B.S.T.J. Briefs: A Telephone Traffic Model Based on Randomly Closing Crosspoints, and its Relationships to Other Models
01 March 1971
A Telephone Traffic Model Based on Randomly Closing Crosspoints, and Its Relationships to Other Models By V. E. B E N E S (Manuscript received December 23, 1970) In the theory of traffic in telephone connecting networks it is on one hand a virtual necessity, for practical purposes, to compromise the true complexity of the system under study and to introduce drastic simplifying assumptions that allow some calculation to be done, and on the other, it is perfectly feasible to pursue basic theoretical studies without such compromise and simplification. For this reason, a spectrum of several mathematical models for describing traffic in networks has been developed in recent j'ears. These models range from "simple" ones that furnish an incomplete description based on strong stochastic independence assumptions, to "complicated" ones that exactly mirror network structure and routing.
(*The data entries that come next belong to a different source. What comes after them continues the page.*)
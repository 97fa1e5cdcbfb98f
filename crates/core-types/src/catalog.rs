//! Closed storefront vocabulary.
//!
//! These sets double as the enum lists declared to the model and as the
//! allow-lists the locator matches rendered labels against, so a value the
//! model may name is exactly a value the UI can be asked for.

/// Declare a closed set of wire strings as a `Copy` enum with `ALL`,
/// `as_str`, exact `parse` and serde support.
#[macro_export]
macro_rules! closed_set {
    ($(#[$meta:meta])* $name:ident { $($variant:ident => $wire:literal),+ $(,)? }) => {
        $(#[$meta])*
        #[derive(
            Clone, Copy, Debug, Eq, PartialEq, Hash, ::serde::Serialize, ::serde::Deserialize,
        )]
        pub enum $name {
            $(
                #[serde(rename = $wire)]
                $variant,
            )+
        }

        impl $name {
            pub const ALL: &'static [$name] = &[$($name::$variant),+];

            pub fn as_str(self) -> &'static str {
                match self {
                    $($name::$variant => $wire,)+
                }
            }

            pub fn parse(raw: &str) -> Option<Self> {
                match raw {
                    $($wire => Some($name::$variant),)+
                    _ => None,
                }
            }

            /// Wire values in declaration order.
            pub fn wire_values() -> Vec<&'static str> {
                Self::ALL.iter().map(|value| value.as_str()).collect()
            }
        }

        impl ::std::fmt::Display for $name {
            fn fmt(&self, f: &mut ::std::fmt::Formatter<'_>) -> ::std::fmt::Result {
                f.write_str(self.as_str())
            }
        }
    };
}

closed_set! {
    /// Navigable storefront routes.
    Route {
        Home => "/",
        All => "/all",
        WomenCasualJeans => "/women-casual-jeans",
        BabyBootJean => "/baby-boot-jean",
        GapLogoTote => "/gap-logo-tote",
        Cart => "/cart",
        OrderPaymentConfirmation => "/order-payment-confirmation",
        Profile => "/profile",
        Personalized => "/personalized",
    }
}

impl Route {
    pub fn path(self) -> &'static str {
        self.as_str()
    }
}

closed_set! {
    /// Products with a dedicated page.
    ProductId {
        GapLogoTote => "gap-logo-tote",
        BabyBootJean => "baby-boot-jean",
    }
}

impl ProductId {
    /// Single-size products skip the size precondition on add-to-cart.
    pub fn is_single_size(self) -> bool {
        matches!(self, ProductId::GapLogoTote)
    }

    pub fn route(self) -> Route {
        match self {
            ProductId::GapLogoTote => Route::GapLogoTote,
            ProductId::BabyBootJean => Route::BabyBootJean,
        }
    }
}

closed_set! {
    Fit {
        Regular => "Regular",
        Tall => "Tall",
        Petite => "Petite",
    }
}

closed_set! {
    Size {
        Xxs => "XXS",
        Xs => "XS",
        S => "S",
        M => "M",
        L => "L",
        Xl => "XL",
        Xxl => "XXL",
    }
}

closed_set! {
    Inseam {
        Short => "Short",
        Regular => "Regular",
        Long => "Long",
    }
}

closed_set! {
    /// Shipping address form fields.
    ShippingField {
        FullName => "fullName",
        Street => "street",
        Apt => "apt",
        City => "city",
        ZipCode => "zipCode",
    }
}

impl ShippingField {
    /// Placeholder text the rendered input carries.
    pub fn placeholder(self) -> &'static str {
        match self {
            ShippingField::FullName => "Full Name",
            ShippingField::Street => "Street Address",
            ShippingField::Apt => "Apt #",
            ShippingField::City => "Town/City",
            ShippingField::ZipCode => "Zip Code",
        }
    }
}

closed_set! {
    ShippingMethod {
        NoRush => "No-Rush Shipping",
        Basic => "Basic Shipping",
        Standard => "Standard Shipping",
        Express => "Express Shipping",
        Priority => "Priority Shipping",
    }
}

closed_set! {
    PersonalizedCategory {
        Belts => "belts",
        Sweaters => "sweaters",
        All => "all",
    }
}

#[cfg(test)]
mod tests {
    use super::*;

    #[test]
    fn parse_is_exact() {
        assert_eq!(Size::parse("M"), Some(Size::M));
        assert_eq!(Size::parse("m"), None);
        assert_eq!(Size::parse(" M"), None);
        assert_eq!(Route::parse("/cart"), Some(Route::Cart));
        assert_eq!(Route::parse("/checkout"), None);
    }

    #[test]
    fn serde_uses_wire_values() {
        let json = serde_json::to_string(&ShippingMethod::NoRush).unwrap();
        assert_eq!(json, "\"No-Rush Shipping\"");
        let field: ShippingField = serde_json::from_str("\"zipCode\"").unwrap();
        assert_eq!(field, ShippingField::ZipCode);
    }

    #[test]
    fn only_the_tote_is_single_size() {
        assert!(ProductId::GapLogoTote.is_single_size());
        assert!(!ProductId::BabyBootJean.is_single_size());
    }
}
Each grade of model has its uses: "simple" ones for easy computation and involved ones for general understanding. An example of a useful "simple" model is the probability linear graph 1 suggested by C. Y. Lee in 1955, an outgrowth of earlier work by L. E. Kittredge and E. C. Molina. At the other end of the scale, an example of a "complicated" model is the Markov process2 proposed by the author in 1963 as an improvement of the "thermodynamic" model. 3 We shall describe here another "simple" model, with a basic starting point similar to that of Lee, and then show how a certain natural restriction of this model yields in many cases precisely the thermodynamic model.